Table 2. Mean log-normalized CSE level for all action prediction conditions.
  Pre-bias block
Post-bias block
Grip Grip
Power
Precision
Power
Precision
Response Response
Opt Subopt Opt Subopt Opt Subopt Opt Subopt
No bias 2.15 (±0.05) 2.16 (±0.05) 2.15 (±0.05) 2.17 (±0.05) 2.10 (±0.04) 2.09 (±0.04) 2.11 (±0.04) 2.10 (±0.04)
Convergent bias 2.14 (±0.06) 2.13 (±0.08) 2.14 (±0.07) 2.12 (±0.08) 2.17 (±0.07) 2.17 (±0.08) 2.15 (±0.07) 2.14 (±0.08)
Divergent bias 2.14 (±0.07) 2.13 (±0.07) 2.15 (±0.07) 2.13 (±0.07) 2.00 (±0.08) 2.01 (±0.07) 2.00 (±0.08) 1.98 (±0.07)

Mean log-normalized CSE level (±SEM) for the pre- and post-bias blocks for each of the three groups (no bias, convergent bias, divergent bias groups). Values are presented separately for each observed grip (power, precision) and each response type (Opt = <optimal, Subopt = suboptimal).

CSE modulation by changes in prior expectations (normalized MEPs)

In a final analysis we aimed to test whether changes in response bias (ΔRB) predicted changes in CSE (ΔCSE), and whether the direction and strength of this relationship varied according to the type of probabilistic bias to which participants were exposed.

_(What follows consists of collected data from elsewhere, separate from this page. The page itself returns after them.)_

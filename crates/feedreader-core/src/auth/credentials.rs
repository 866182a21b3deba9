use std::fmt;

/// Number of leading characters shown by [`Credential::masked`].
const VISIBLE_PREFIX_LEN: usize = 6;

/// An API key issued by the aggregator on successful registration.
///
/// Only constructed from a validated registration response, so holding one
/// means the key is non-empty. `Debug` never prints the key.
#[derive(Clone, PartialEq, Eq)]
pub struct Credential(String);

impl Credential {
    /// Validate a raw key. Returns `None` for empty or whitespace-only input.
    pub fn parse(raw: &str) -> Option<Self> {
        let trimmed = raw.trim();
        if trimmed.is_empty() {
            None
        } else {
            Some(Self(trimmed.to_string()))
        }
    }

    /// The raw key, for the one-time display after sign-up and the bearer header.
    pub fn expose(&self) -> &str {
        &self.0
    }

    /// Short form safe for the status bar, e.g. `a1b2c3…`.
    pub fn masked(&self) -> String {
        let prefix: String = self.0.chars().take(VISIBLE_PREFIX_LEN).collect();
        format!("{}…", prefix)
    }
}

impl fmt::Debug for Credential {
    fn fmt(&self, f: &mut fmt::Formatter<'_>) -> fmt::Result {
        f.write_str("Credential(<redacted>)")
    }
}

To do this, for each participant we first calculated the change in CSE between the pre- and post-bias blocks (averaged across the two grips) and the change in RB between these two blocks (ΔRB) (averaged across the two grips). A positive ΔRB indicates that expectations of observing the agent achieving his intentions using optimal kinematics increased in the post-bias block, whereas a negative ΔRB indicates that these expectations decreased in the post-bias block in favour of the opposite strategy. We then conducted a general linear model with the ‘ΔCSE’ entered as the dependent variable, the ‘ΔRB’ as the continuous predictor, and the ‘group’ (no bias, convergent bias, divergent bias) as a three-level categorical predictor. We used a full factorial design to assess the respective contributions of the continuous and categorical predictors as well as their interactions. The general linear model (adjusted R2 = 0.24, F = 3.72, p < 0.01) revealed a main effect of the continuous predictor ‘ΔRB’ (changes in prior expectations) over the dependent variable ‘ΔCSE’ (changes in normalized CSE) (F1,38 = 8.29, p < 0.01). This effect was characterized by a positive linear relationship between the two variables, such that the more prior expectations changes, the more corticospinal excitability changed (β = 0.47, p = 0.001) (see Fig. 2). Crucially, the predictive value of ΔRB over ΔCSE was not further modulated by ‘group’ (F2,38 = 2.42, p > 0.10). This is of primary importance because it indicates the presence of a general regulatory mechanism of CSE which is driven by incoming information about the observed agent’s likely kinematic strategy.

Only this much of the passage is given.